Se não fosse o poeta e editor Augusto Frederico Schmidt  ter  lido com atenção e prazer os pouco formais relatórios  que Graciliano Ramos, como prefeito de Palmeira dos Índios, enviou ao governador de Alagoas, é quase certo  que permaneceria na provinciana obscuridade o futuro grande romancista de Vidas Secas, São Bernardo e Angústia. Foi preciso Schmidt  intuir que quem escrevesse como Graciliano escrevia, deveria ter pronto um romance, que jazia no fundo de uma gaveta. De fato, jazia alinhavado o romance Caetés, a que o autor dava pouco ou nenhum valor. Ainda hoje se lêem com especial deleite as observações de Graciliano sobre como sempre foi duro administrar pequenas comunidades sem os mínimos recursos financeiros e dominadas pela centenária política do nepotismo, do clientelismo.

Se não fosse uma carta que Edoardo Bizzari, adido cultural do consulado italiano em São Paulo e diretor do Istituto Italiano di Cultura, escreveu   a Guimarães Rosa, solicitando-lhe autorização para verter o contoDuelo”, de Sagarana, não teria existido a incomum correspondência  entre ambos. Iniciada em 1959, terminou em 1967, com a repentina morte de Rosa. Embora os dois se tenham encontrado uma vez e se dirigido palavras protocolares enquanto um elevador os conduzia a um terceiro andar, cartas que depois trocaram  dão testemunho de uma bela cooperação intelectual e humana. À custa de muito perguntar a GR sobre o significado de palavras sertanejas e arcaicas e de invenções poéticas, Edoardo Bizzarri  como que obrigou o grande romancista a revelar conscientemente  todos os seus processos de elaboração intelectual, ordenando o seu arsenal de naturalista, poliglota, estudioso da literatura, da mitologia clássica e da religião. O resultado desse incomum esforço a que o tradutor submeteu o autor, foi o conhecimento íntimo da estrutura da obra rosiana e a certeza  de como as afinidades intelectuais acabam suprindo, às vezes até vantajosamente, as ausências físicas.

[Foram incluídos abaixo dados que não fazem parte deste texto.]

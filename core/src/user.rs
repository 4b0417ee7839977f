//! User management and tracking

use crate::extensible::{Extensible, ExtensionType};
use chrono::{DateTime, Utc};
use std::collections::HashSet;
use std::net::IpAddr;
use uuid::Uuid;

/// Lifecycle of a client connection.
///
/// `NickSet`/`UserSet` record which half of registration arrived
/// first; the transition to `Registered` additionally waits for the
/// hostname challenge to resolve.
#[derive(Debug, Clone, Copy, PartialEq, Eq)]
pub enum ClientState {
    /// Connected, nothing received yet
    Connecting,
    /// NICK received, USER outstanding
    NickSet,
    /// USER received, NICK outstanding
    UserSet,
    /// Fully registered
    Registered,
    /// QUIT received, flushing
    Quitting,
    /// Connection torn down
    Closed,
}

/// User information and state
pub struct User {
    /// Unique user ID
    pub id: Uuid,
    /// Nickname, once NICK has been accepted
    pub nick: Option<String>,
    /// Username from USER
    pub username: String,
    /// Real name from USER
    pub realname: String,
    /// Display hostname; the IP until reverse DNS succeeds
    pub host: String,
    /// Peer address
    pub ip: IpAddr,
    /// Connection time
    pub connected_at: DateTime<Utc>,
    /// Last activity time
    pub last_activity: DateTime<Utc>,
    /// User modes
    pub modes: HashSet<char>,
    /// Channels the user is in
    pub channels: HashSet<String>,
    /// Whether the user is an operator
    pub oper: bool,
    /// Lifecycle state
    pub state: ClientState,
    /// Whether the hostname challenge has finished (either way)
    pub lookup_done: bool,
    /// Module attachments
    pub extensions: Extensible,
}

impl User {
    pub fn new(ip: IpAddr) -> Self {
        let id = Uuid::new_v4();
        let now = Utc::now();
        Self {
            id,
            nick: None,
            username: String::new(),
            realname: String::new(),
            host: ip.to_string(),
            ip,
            connected_at: now,
            last_activity: now,
            modes: HashSet::new(),
            channels: HashSet::new(),
            oper: false,
            state: ClientState::Connecting,
            lookup_done: false,
            extensions: Extensible::new(ExtensionType::User, id.to_string()),
        }
    }

    /// The nick for display purposes; `*` before one is set
    pub fn display_nick(&self) -> &str {
        self.nick.as_deref().unwrap_or("*")
    }

    pub fn is_registered(&self) -> bool {
        matches!(self.state, ClientState::Registered)
    }

    pub fn is_oper(&self) -> bool {
        self.oper
    }

    /// Record an accepted NICK
    pub fn set_nick(&mut self, nick: String) {
        self.extensions.rename(nick.clone());
        self.nick = Some(nick);
        if self.state == ClientState::Connecting {
            self.state = ClientState::NickSet;
        }
    }

    /// Record an accepted USER
    pub fn set_user(&mut self, username: String, realname: String) {
        self.username = username;
        self.realname = realname;
        if self.state == ClientState::Connecting {
            self.state = ClientState::UserSet;
        }
    }

    /// Whether both halves of registration plus the lookup are done.
    /// Moves to `Registered` and reports true exactly once.
    pub fn try_register(&mut self) -> bool {
        if self.is_registered() || self.state == ClientState::Quitting {
            return false;
        }
        let nick_done = self.nick.is_some();
        let user_done = !self.username.is_empty();
        if nick_done && user_done && self.lookup_done {
            self.state = ClientState::Registered;
            return true;
        }
        false
    }

    /// Source prefix for messages originating from this user
    pub fn prefix(&self) -> crate::Prefix {
        crate::Prefix::User {
            nick: self.display_nick().to_string(),
            user: self.username.clone(),
            host: self.host.clone(),
        }
    }

    pub fn touch(&mut self) {
        self.last_activity = Utc::now();
    }
}

/// Nicknames start with a letter or special and stay within 30 bytes
pub fn is_valid_nick(nick: &str) -> bool {
    fn special(c: char) -> bool {
        "[]\\`_^{|}".contains(c)
    }
    if nick.len() > 30 {
        return false;
    }
    let first = match nick.chars().next() {
        Some(first) => first,
        None => return false,
    };
    if !first.is_ascii_alphabetic() && !special(first) {
        return false;
    }
    nick.chars()
        .all(|c| c.is_ascii_alphanumeric() || special(c) || c == '-')
}

#[cfg(test)]
mod tests {
    use super::*;
    use std::net::Ipv4Addr;

    fn user() -> User {
        User::new(IpAddr::V4(Ipv4Addr::LOCALHOST))
    }

    #[test]
    fn registration_requires_nick_user_and_lookup() {
        let mut u = user();
        assert_eq!(u.display_nick(), "*");
        u.set_nick("alice".to_string());
        assert_eq!(u.state, ClientState::NickSet);
        assert!(!u.try_register());
        u.set_user("al".to_string(), "Alice".to_string());
        assert!(!u.try_register());
        u.lookup_done = true;
        assert!(u.try_register());
        assert!(u.is_registered());
        // Only reported once.
        assert!(!u.try_register());
    }

    #[test]
    fn user_first_path() {
        let mut u = user();
        u.set_user("al".to_string(), "Alice".to_string());
        assert_eq!(u.state, ClientState::UserSet);
        u.set_nick("alice".to_string());
        assert_eq!(u.state, ClientState::UserSet);
        u.lookup_done = true;
        assert!(u.try_register());
    }

    #[test]
    fn nick_validation() {
        assert!(is_valid_nick("alice"));
        assert!(is_valid_nick("[away]"));
        assert!(is_valid_nick("a-b-c"));
        assert!(!is_valid_nick(""));
        assert!(!is_valid_nick("1abc"));
        assert!(!is_valid_nick("-abc"));
        assert!(!is_valid_nick("has space"));
        assert!(!is_valid_nick(&"x".repeat(31)));
    }

    #[test]
    fn prefix_uses_display_host() {
        let mut u = user();
        u.set_nick("alice".to_string());
        u.set_user("al".to_string(), "Alice".to_string());
        u.host = "host.example.net".to_string();
        assert_eq!(u.prefix().to_string(), "alice!al@host.example.net");
    }
}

Neste sentido específico, valem ainda dois notáveis exemplos: a assistência de carinho dada por Francisco Escobar a Euclides da Cunha, não na elaboração de Os Sertões em nossa cidade, mas  por toda a vida do malogrado escritor. Nem se poderia imaginar pronto em 1901 o grande livro euclidiano se aqui, neste ermo do rio Pardo, não residisse Escobar, o doutíssimo Escobar, na avaliação sempre exigente de Rui Barbosa. O outro exemplo está na longuíssima correspondência mantida entre uma curiosa leitora e bibliófila  norte-americanaum escrupuloso livreiro inglês. É o enredo do belo filme Nunca te vi, sempre te amei, com o insuperável Anthony.Hopkins e a recém-falecida Anne Bancroft.